There is a simple formula for keeping your diamond jewelry forever as beautiful as the day you first saw it…..keep it clean. A clean and pretty ½ carat ring, for example, can look more dazzling than a dirty 1 carat version. Yet there might be more than a thousand dollars difference in their cost.
But it is hard to keep jewelry, especially rings, clean. They are natural dirt and grime collectors. They can become coated with a film when immersed in dishwater or even when washing your hands. And for sure, lotions, perfumes, even natural skin oils just add to the accumulation on the surface of any jewelry.
You may not notice it at first, but over time, all of these factors add up until your favorite piece one day looks dull and lifeless. But despair not, help is available.
Strange as it may seem, the same soap and water that can diminish jewelry appearance can also restore it. It is all in the doing. Simply soak and wash the piece in warm sudsy water using a mild liquid dish detergent (we do not recommend anti-bacterial soaps for chemical composition reasons).
After soaking and mild agitation, dry with a soft, lint-free cloth. A light buffing (SOFT cloth only) will help restore luster to metals and insure no watermarks on stones.

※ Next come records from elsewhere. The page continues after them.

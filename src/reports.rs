//! Report assembly: summary, recommendation and chart blocks composed in a
//! fixed order and laid out onto A4 pages.
//!
//! Layout is a budget check ahead of each block. A block that does not fit
//! in the space left on the page starts a new page; blocks are never split.
use crate::errors::ForecastError;
use crate::index::History;
use crate::recommend::Recommendation;
use crate::types::{Period, Prediction, PredictionSource, RankingEntry};
use crate::util::{round_display, truncate_chars};
use chrono::NaiveDateTime;
use serde::Serialize;

pub const REPORT_TITLE: &str = "Service Load Forecast Report (Auto Generated)";
pub const RECOMMENDATION_MAX_CHARS: usize = 95;
pub const TIMESTAMP_FORMAT: &str = "%Y-%m-%d %H:%M:%S";

// A4 portrait in points.
pub const PAGE_WIDTH: f64 = 595.28;
pub const PAGE_HEIGHT: f64 = 841.89;
pub const PAGE_MARGIN: f64 = 50.0;

#[derive(Debug, Clone, Copy, PartialEq, Eq, Serialize)]
#[serde(rename_all = "snake_case")]
pub enum ChartKind {
    Trend,
    Comparison,
    Ranking,
}

#[derive(Debug, Clone, PartialEq, Serialize)]
pub struct ChartPoint {
    pub label: String,
    pub value: f64,
}

/// Chart data handed to whatever rasterizes it.
#[derive(Debug, Clone, PartialEq, Serialize)]
pub struct ChartArtifact {
    pub kind: ChartKind,
    pub title: String,
    pub x_label: String,
    pub y_label: String,
    pub points: Vec<ChartPoint>,
}

#[derive(Debug, Clone, PartialEq, Serialize)]
pub struct SummaryBlock {
    pub region: String,
    pub sub_region: String,
    pub last_period: Period,
    pub total_enroll: u64,
    pub total_updates: u64,
    pub current_load: u64,
}

#[derive(Debug, Clone, PartialEq, Serialize)]
pub struct PredictionBlock {
    pub predicted: f64,
    pub diff: f64,
    pub source: PredictionSource,
}

#[derive(Debug, Clone, PartialEq, Serialize)]
pub struct RecommendationBlock {
    pub recommendation: Recommendation,
    pub headline: String,
    pub text: String,
}

#[derive(Debug, Clone, PartialEq, Serialize)]
#[serde(tag = "block", rename_all = "snake_case")]
pub enum Block {
    Header { title: String },
    Summary(SummaryBlock),
    Prediction(PredictionBlock),
    PredictionPending,
    Recommendation(RecommendationBlock),
    Chart(ChartArtifact),
}

impl Block {
    /// Vertical space the block needs, in points.
    pub fn height(&self) -> f64 {
        match self {
            Block::Header { .. } => 50.0,
            Block::Summary(_) => 113.0,
            Block::Prediction(_) => 50.0,
            Block::PredictionPending => 20.0,
            Block::Recommendation(_) => 40.0,
            Block::Chart(c) => match c.kind {
                ChartKind::Trend | ChartKind::Comparison => 200.0,
                ChartKind::Ranking => 250.0,
            },
        }
    }

    /// Text lines of the block. Charts contribute their caption only.
    pub fn lines(&self, generated_at: &str) -> Vec<String> {
        match self {
            Block::Header { title } => {
                vec![title.clone(), format!("Generated On: {}", generated_at)]
            }
            Block::Summary(s) => vec![
                "Prediction Summary".to_string(),
                format!("State: {}", s.region),
                format!("District: {}", s.sub_region),
                format!("Last Month in Dataset: {}", s.last_period),
                format!("Total Enrollments: {}", s.total_enroll),
                format!("Total Updates: {}", s.total_updates),
                format!("Current Service Load: {}", s.current_load),
            ],
            Block::Prediction(p) => vec![
                format!("Predicted Next Month Work Load: {}", round_display(p.predicted)),
                format!("Difference (Predicted - Current): {}", round_display(p.diff)),
                format!("Prediction Source: {}", p.source),
            ],
            Block::PredictionPending => {
                vec!["Prediction not generated yet. Please predict first.".to_string()]
            }
            Block::Recommendation(r) => vec!["Recommendation:".to_string(), r.text.clone()],
            Block::Chart(c) => vec![c.title.clone()],
        }
    }
}

#[derive(Debug, Clone, PartialEq, Serialize)]
pub struct PlacedBlock {
    /// Distance from the top edge of the page to the block's top.
    pub top: f64,
    pub block: Block,
}

#[derive(Debug, Clone, PartialEq, Serialize)]
pub struct Page {
    pub number: usize,
    pub blocks: Vec<PlacedBlock>,
}

/// Everything in a report except the generation time, so two reports built
/// from the same inputs compare equal.
#[derive(Debug, Clone, PartialEq, Serialize)]
pub struct ReportBody {
    pub region: String,
    pub sub_region: String,
    pub page_width: f64,
    pub page_height: f64,
    pub pages: Vec<Page>,
}

#[derive(Debug, Clone, Serialize)]
pub struct Report {
    pub generated_at: String,
    #[serde(flatten)]
    pub body: ReportBody,
}

impl ReportBody {
    pub fn blocks(&self) -> impl Iterator<Item = &Block> {
        self.pages.iter().flat_map(|p| p.blocks.iter().map(|b| &b.block))
    }

    pub fn recommendation(&self) -> Option<&RecommendationBlock> {
        self.blocks().find_map(|b| match b {
            Block::Recommendation(r) => Some(r),
            _ => None,
        })
    }
}

impl Report {
    /// `<prefix>_<region>_<sub_region>.<ext>`, with path separators in the
    /// names replaced so the result is a single file name.
    pub fn file_name(&self, prefix: &str, ext: &str) -> String {
        format!(
            "{}_{}_{}.{}",
            prefix,
            file_safe(&self.body.region),
            file_safe(&self.body.sub_region),
            ext
        )
    }
}

fn file_safe(s: &str) -> String {
    s.chars()
        .map(|c| if matches!(c, '/' | '\\') { '_' } else { c })
        .collect()
}

pub fn trend_chart(history: &History<'_>) -> ChartArtifact {
    ChartArtifact {
        kind: ChartKind::Trend,
        title: format!(
            "Graph 1: Service Load Trend: {}, {}",
            history.sub_region, history.region
        ),
        x_label: "Month".to_string(),
        y_label: "Service Load".to_string(),
        points: history
            .records()
            .iter()
            .map(|o| ChartPoint {
                label: o.period.to_string(),
                value: o.service_load as f64,
            })
            .collect(),
    }
}

pub fn comparison_chart(prediction: &Prediction) -> ChartArtifact {
    ChartArtifact {
        kind: ChartKind::Comparison,
        title: "Graph 2: Current vs Predicted Next Month".to_string(),
        x_label: String::new(),
        y_label: "Service Load".to_string(),
        points: vec![
            ChartPoint {
                label: "Current Month".to_string(),
                value: prediction.current_load as f64,
            },
            ChartPoint {
                label: "Predicted Next Month".to_string(),
                value: prediction.value,
            },
        ],
    }
}

pub fn ranking_chart(region: &str, ranking: &[RankingEntry]) -> ChartArtifact {
    ChartArtifact {
        kind: ChartKind::Ranking,
        title: format!("Graph 3: Top {} Districts in {}", ranking.len(), region),
        x_label: "Service Load".to_string(),
        y_label: String::new(),
        points: ranking
            .iter()
            .map(|e| ChartPoint {
                label: e.sub_region.clone(),
                value: e.latest_load as f64,
            })
            .collect(),
    }
}

/// Blocks in document order: header, summary, prediction line, recommendation,
/// trend chart, comparison chart, ranking chart. The recommendation and the
/// comparison chart only exist when a prediction was made.
pub fn compose_blocks(
    history: &History<'_>,
    prediction: Option<&Prediction>,
    ranking: &[RankingEntry],
) -> Result<Vec<Block>, ForecastError> {
    let latest = history.latest().ok_or_else(|| ForecastError::EmptyHistory {
        region: history.region.to_string(),
        sub_region: history.sub_region.to_string(),
    })?;

    let mut blocks = vec![
        Block::Header { title: REPORT_TITLE.to_string() },
        Block::Summary(SummaryBlock {
            region: history.region.to_string(),
            sub_region: history.sub_region.to_string(),
            last_period: latest.period,
            total_enroll: latest.total_enroll,
            total_updates: latest.total_updates,
            current_load: latest.service_load,
        }),
    ];

    match prediction {
        Some(p) => {
            let rec = Recommendation::for_prediction(p);
            blocks.push(Block::Prediction(PredictionBlock {
                predicted: p.value,
                diff: p.diff,
                source: p.source,
            }));
            blocks.push(Block::Recommendation(RecommendationBlock {
                recommendation: rec,
                headline: rec.headline(p.diff),
                text: truncate_chars(rec.text(), RECOMMENDATION_MAX_CHARS),
            }));
        }
        None => blocks.push(Block::PredictionPending),
    }

    blocks.push(Block::Chart(trend_chart(history)));
    if let Some(p) = prediction {
        blocks.push(Block::Chart(comparison_chart(p)));
    }
    blocks.push(Block::Chart(ranking_chart(history.region, ranking)));
    Ok(blocks)
}

pub fn paginate(blocks: Vec<Block>) -> Vec<Page> {
    let top = PAGE_MARGIN;
    let bottom = PAGE_HEIGHT - PAGE_MARGIN;
    let mut pages = vec![Page { number: 1, blocks: Vec::new() }];
    let mut cursor = top;

    for block in blocks {
        let height = block.height();
        let page_has_content = pages.last().map_or(false, |p| !p.blocks.is_empty());
        if cursor + height > bottom && page_has_content {
            let number = pages.len() + 1;
            pages.push(Page { number, blocks: Vec::new() });
            cursor = top;
        }
        if let Some(page) = pages.last_mut() {
            page.blocks.push(PlacedBlock { top: cursor, block });
        }
        cursor += height;
    }
    pages
}

pub fn assemble(
    history: &History<'_>,
    prediction: Option<&Prediction>,
    ranking: &[RankingEntry],
    generated_at: NaiveDateTime,
) -> Result<Report, ForecastError> {
    let blocks = compose_blocks(history, prediction, ranking)?;
    Ok(Report {
        generated_at: generated_at.format(TIMESTAMP_FORMAT).to_string(),
        body: ReportBody {
            region: history.region.to_string(),
            sub_region: history.sub_region.to_string(),
            page_width: PAGE_WIDTH,
            page_height: PAGE_HEIGHT,
            pages: paginate(blocks),
        },
    })
}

Used with care, ethyl alcohol can also be lightly used as it evaporates quickly and it does not leave waterspots. Household ammonia can also be carefully used to brighten gold and platinum settings and bands.
Never use household chlorine solutions to clean jewelry. Chlorine is very strong and can pit or even dissolve alloy metals.
TIP for the athletic types: long-term submersion in chlorine treated swimming pools can also damage your jewelry.
After a long interval between cleanings, it may be possible that simple washing as above will not remove the deep dirt or grime on a piece of jewelry.
This is most common with rings that see heavy daily wear and tear and exposure to many elements. In these cases, careful use of a common toothpick or un-waxed dental floss will get at and dislodge particles of grime or dirt.
This is also an innovative use for a dental water-pic type of device which will remove many particles with zero abrasion or danger of scratching.
Lastly, if your jewelry item looks like it spent the last week attached to the local contractor’s ditch digging machine or was buried in a coffee can these past 50 years, then you need to give it some professional help.
Consult a reputable local jeweler who has special cleaning equipment that can restore your piece to its original beauty.